Mar. 18, 2002 HOUSTON - Technology introduced by members of a galaxy far away, a long time ago, is now one step closer to reality.
And, it's with funding from a space medicine research institute that this breakthrough device will one day kill tumors and stop internal bleeding without knives, scalpels or stitches - basically without surgery as we know it.
High-intensity focused ultrasound (HIFU) devices target ultrasound in precise locations for non-invasive surgical treatments. Using diagnostic ultrasound to image a problem area, tumor site or internal trauma injury, an individual can then point-and-shoot the HIFU transducer and destroy unwanted tissue or cauterize a lesion or blood vessel.
"With HIFU we increase the amplitude of the ultrasound. Instead of dispersing the ultrasound in a fan-like arrangement, which gives you internal images, we focus the ultrasound like a magnifying glass," said Dr. Lawrence Crum, associate team leader for the Smart Medical Systems Team for the National Space Biomedical Research Institute (NSBRI). The Institute, along with the United States Department of Defense, is helping to fund the device's development.

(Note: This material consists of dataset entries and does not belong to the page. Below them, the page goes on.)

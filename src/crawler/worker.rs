//! Tree-building worker pool
//!
//! `N` tasks share one receiver and drain the session queue. Each URL is
//! decomposed and inserted into the session tree. A worker exits when the
//! queue is closed and empty, or when the session is cancelled. A URL
//! received after cancellation is discarded, not inserted.

use crate::tree::Node;
use crate::url::decompose;
use std::sync::atomic::{AtomicU64, AtomicUsize, Ordering};
use std::sync::Arc;
use tokio::sync::{mpsc, Mutex};
use tokio::task::JoinSet;
use tokio_util::sync::CancellationToken;

/// Counters shared between a pool and the session that owns it
#[derive(Debug, Default)]
pub struct PoolStats {
    active: AtomicUsize,
    processed: AtomicU64,
    skipped: AtomicU64,
    discarded: AtomicU64,
}

impl PoolStats {
    /// Workers that have not yet exited
    pub fn active(&self) -> usize {
        self.active.load(Ordering::SeqCst)
    }

    /// URLs decomposed and inserted into the tree
    pub fn processed(&self) -> u64 {
        self.processed.load(Ordering::Relaxed)
    }

    /// URLs dropped because they could not be parsed
    pub fn skipped(&self) -> u64 {
        self.skipped.load(Ordering::Relaxed)
    }

    /// URLs dequeued after the session was stopped
    pub fn discarded(&self) -> u64 {
        self.discarded.load(Ordering::Relaxed)
    }
}

/// Decrements the active count when a worker task ends, however it ends
struct ActiveWorker(Arc<PoolStats>);

impl ActiveWorker {
    fn enter(stats: Arc<PoolStats>) -> Self {
        stats.active.fetch_add(1, Ordering::SeqCst);
        Self(stats)
    }
}

impl Drop for ActiveWorker {
    fn drop(&mut self) {
        self.0.active.fetch_sub(1, Ordering::SeqCst);
    }
}

/// Everything a worker needs; cheap to clone
#[derive(Clone)]
struct WorkerContext {
    root: Arc<Node>,
    queue: Arc<Mutex<mpsc::Receiver<String>>>,
    cancel: CancellationToken,
    stats: Arc<PoolStats>,
}

/// A running set of tree-building workers
pub struct WorkerPool {
    tasks: JoinSet<()>,
}

impl WorkerPool {
    /// Spawns `count` workers draining `queue` into `root`
    ///
    /// `stats.active()` already counts every worker when this returns.
    pub fn spawn(
        count: usize,
        root: Arc<Node>,
        queue: mpsc::Receiver<String>,
        cancel: CancellationToken,
        stats: Arc<PoolStats>,
    ) -> Self {
        let ctx = WorkerContext {
            root,
            queue: Arc::new(Mutex::new(queue)),
            cancel,
            stats,
        };

        let mut tasks = JoinSet::new();
        for id in 0..count {
            let guard = ActiveWorker::enter(Arc::clone(&ctx.stats));
            let ctx = ctx.clone();
            tasks.spawn(async move {
                let _guard = guard;
                run_worker(id, ctx).await;
            });
        }

        Self { tasks }
    }

    /// Waits for every worker to exit
    pub async fn join(mut self) {
        while let Some(joined) = self.tasks.join_next().await {
            if let Err(e) = joined {
                tracing::error!("Worker task failed: {}", e);
            }
        }
    }
}

async fn run_worker(id: usize, ctx: WorkerContext) {
    loop {
        let next = {
            let mut queue = tokio::select! {
                biased;
                _ = ctx.cancel.cancelled() => break,
                queue = ctx.queue.lock() => queue,
            };
            tokio::select! {
                biased;
                _ = ctx.cancel.cancelled() => break,
                next = queue.recv() => next,
            }
        };

        let Some(raw) = next else {
            break;
        };

        if !handle_received(id, &ctx, &raw) {
            break;
        }
    }

    tracing::trace!(worker = id, "Stopping processing");
}

/// Handles one dequeued URL; returns false if the worker should exit
///
/// A receive can complete in the same instant the session is stopped. The
/// token is checked again here so such a URL is discarded, never inserted.
fn handle_received(id: usize, ctx: &WorkerContext, raw: &str) -> bool {
    if ctx.cancel.is_cancelled() {
        ctx.stats.discarded.fetch_add(1, Ordering::Relaxed);
        tracing::debug!(worker = id, "Discarding {} received after stop", raw);
        return false;
    }

    process_url(id, ctx, raw);
    true
}

fn process_url(id: usize, ctx: &WorkerContext, raw: &str) {
    match decompose(raw) {
        Ok(segments) => {
            let created = ctx.root.insert(&segments);
            ctx.stats.processed.fetch_add(1, Ordering::Relaxed);
            tracing::debug!(worker = id, created, "Processed {}", raw);
        }
        Err(e) => {
            ctx.stats.skipped.fetch_add(1, Ordering::Relaxed);
            tracing::warn!(worker = id, "Skipping {}: {}", raw, e);
        }
    }
}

"The device increases the intensity of the ultrasound and focuses it to generate heat inside the body with pinpoint accuracy. So the treatment doesn't affect surrounding tissue," Crum said.
The HIFU device is being developed for use in remote areas or on battlefields where traditional treatment is not possible. Once developed, the device will be ideal for ambulance and emergency room applications as well.
"We've developed devices that have been used to stop bleeding and treat tumors. These are not yet approved for human use," said Crum, who is director of the Center for Industrial and Medical Ultrasound at the University of Washington's Applied Physics Laboratory. This method of treatment would have made a big difference had it been available to Jerri Nielsen, the doctor at a United States South Pole research station who developed a malignant breast tumor.
Crum cautions that the device is still in the research phase and is far from being ready for human trials. But, the team is encouraged by the development of similar technology in Asian and European countries. Chinese researchers have treated more than 25 different types of cancer in 5,000 people, including pancreatic cancer. By working with researchers around the globe, Crum's team has learned a lot along the way.
The group is developing a version of the device for use on space missions. From shuttle flights and aboard the ISS to future interplanetary missions, the device could provide emergency medical care for injuries or conditions that might otherwise halt a mission. The space-qualifiable version will be lightweight, portable and versatile.
The group is also looking at the long-term effects of the device on tissue as well as overcoming any problems of using the device in space.
The project is complemented by NSBRI teams looking at other space health concerns such as bone loss, cardiovascular changes, muscle wasting, balance and orientation problems, and radiation exposure. While focusing on space health issues, the Institute will quickly transfer the solutions to Earth patients suffering from similar conditions. The NSBRI is funded by NASA.
The NSBRI's consortium members include Baylor College of Medicine, Brookhaven National Laboratory, Harvard Medical School, The Johns Hopkins University, Massachusetts Institute of Technology, Morehouse School of Medicine, Mount Sinai School of Medicine, Rice University, Texas A&M University, University of Arkansas for Medical Sciences, University of Pennsylvania Health System and the University of Washington.